This article is about how much compensation is given under what conditions,
who is liable to pay compensation and more. Every employer must safeguard his
employee especially when employees face death or disability in the course of
conducting their duty. the workmen's compensation act 1923 was formed to provide
compensation to workers who faced accidental death or injuries in the course of
employment liable to pay compensation.
The workmen's compensation act came into force on 1st July 1924. the workmen's
compensation act is known as the employee compensation act. it was the first
legislation on labour law. This act has a total of 36 sections and 4 schedules.
section 3 is the most important section of the act and it has five sub-sections.
The workmen's compensation act, of 1923 was majorly formed to provide
compensation to workmen at the time of an accident. this act mentions that it is
the duty and responsibility of the employer to include the welfare of the
workers when an injury is the result of the employment in the same way the
employer has reserved the right of making profits.
Introduction:
The workmen's compensation act, of 1923 provided compensation by certain classes
of employers to their workmen for injury by accident in their establishment. the
term arising during the course and out of employment is prescribed under section
3 of the workmen's compensation act 1923.

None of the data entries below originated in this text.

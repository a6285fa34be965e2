use std::path::PathBuf;

use clap::{Args, Parser, Subcommand};

#[derive(Parser)]
#[command(
    name = "arbor",
    about = "arborfs: a copy-on-write filesystem over a content-addressed object store",
    version
)]
pub struct Cli {
    #[command(subcommand)]
    pub command: Command,

    /// Repository directory
    #[arg(long, global = true, env = "ARBOR_REPO", default_value = ".")]
    pub repo: PathBuf,

    #[arg(short, long, global = true)]
    pub verbose: bool,

    #[arg(long, global = true, default_value = "text")]
    pub format: OutputFormat,
}

#[derive(Clone, Copy, Debug, clap::ValueEnum)]
pub enum OutputFormat {
    Text,
    Json,
}

#[derive(Subcommand)]
pub enum Command {
    /// Initialize an empty repository
    Init(InitArgs),
    /// Show the kind, size and object id of a path
    Stat(PathArgs),
    /// List a directory
    Ls(LsArgs),
    /// Print file contents
    Cat(CatArgs),
    /// Write bytes into a file, creating it if needed
    Write(WriteArgs),
    /// Create an empty file
    Touch(PathArgs),
    /// Create a directory
    Mkdir(MkdirArgs),
    /// Set a file's length, cutting or zero-padding it
    Truncate(TruncateArgs),
    /// Remove a file
    Rm(PathArgs),
    /// Remove an empty directory
    Rmdir(PathArgs),
    /// Print the current root tree id
    Root,
}

#[derive(Args)]
pub struct InitArgs {
    /// Directory to initialize instead of --repo
    pub path: Option<PathBuf>,
}

#[derive(Args)]
pub struct PathArgs {
    pub path: String,
}

#[derive(Args)]
pub struct LsArgs {
    #[arg(default_value = "/")]
    pub path: String,
    /// Show kind and size of each entry
    #[arg(short, long)]
    pub long: bool,
}

#[derive(Args)]
pub struct CatArgs {
    pub path: String,
    #[arg(long, default_value = "0")]
    pub offset: u64,
    /// Bytes to read; the rest of the file if omitted
    #[arg(long)]
    pub size: Option<u64>,
}

#[derive(Args)]
pub struct WriteArgs {
    pub path: String,
    /// Literal data to write; stdin is used when neither --data nor --file is given
    #[arg(short, long, conflicts_with = "file")]
    pub data: Option<String>,
    /// Read the data from a local file
    #[arg(short, long)]
    pub file: Option<PathBuf>,
    #[arg(long, default_value = "0")]
    pub offset: u64,
}

#[derive(Args)]
pub struct MkdirArgs {
    pub path: String,
    /// Create missing parents too, and accept an existing directory
    #[arg(short, long)]
    pub parents: bool,
}

#[derive(Args)]
pub struct TruncateArgs {
    pub path: String,
    pub len: u64,
}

If an employee was injured, or the injury resulted in death because of any
employment in which he was engaged, he, or those representing him or dependent
on him, could recover compensation for such injury or death, only when the same
could be attributed to the negligence of the employer.
Hence, it was thought necessary that there should be legislation which would
secure workmen and their dependents against becoming objects of charity by
making provision for reasonable compensation for all such calamities as are
incidental to the employment (1).
An employer includes any body of persons whether incorporated or not and any
managing agent of an employer and the legal representative of a deceased
employer, when the services of an employee are temporarily lent or let on hire
to another person by the person with whom the employee has entered into a
contract of service or apprenticeship, means such other person while the
employee is working for him. An employer is liable to pay compensation to an
employee for personal injury caused to him by accident as well as for any
occupational disease contracted by him.
Object:
The act aims to provide workmen and their dependents some relief or compensation
in case of accidents arising out of and in the course of employment and causing
either death or disablement (partial or total) of workmen.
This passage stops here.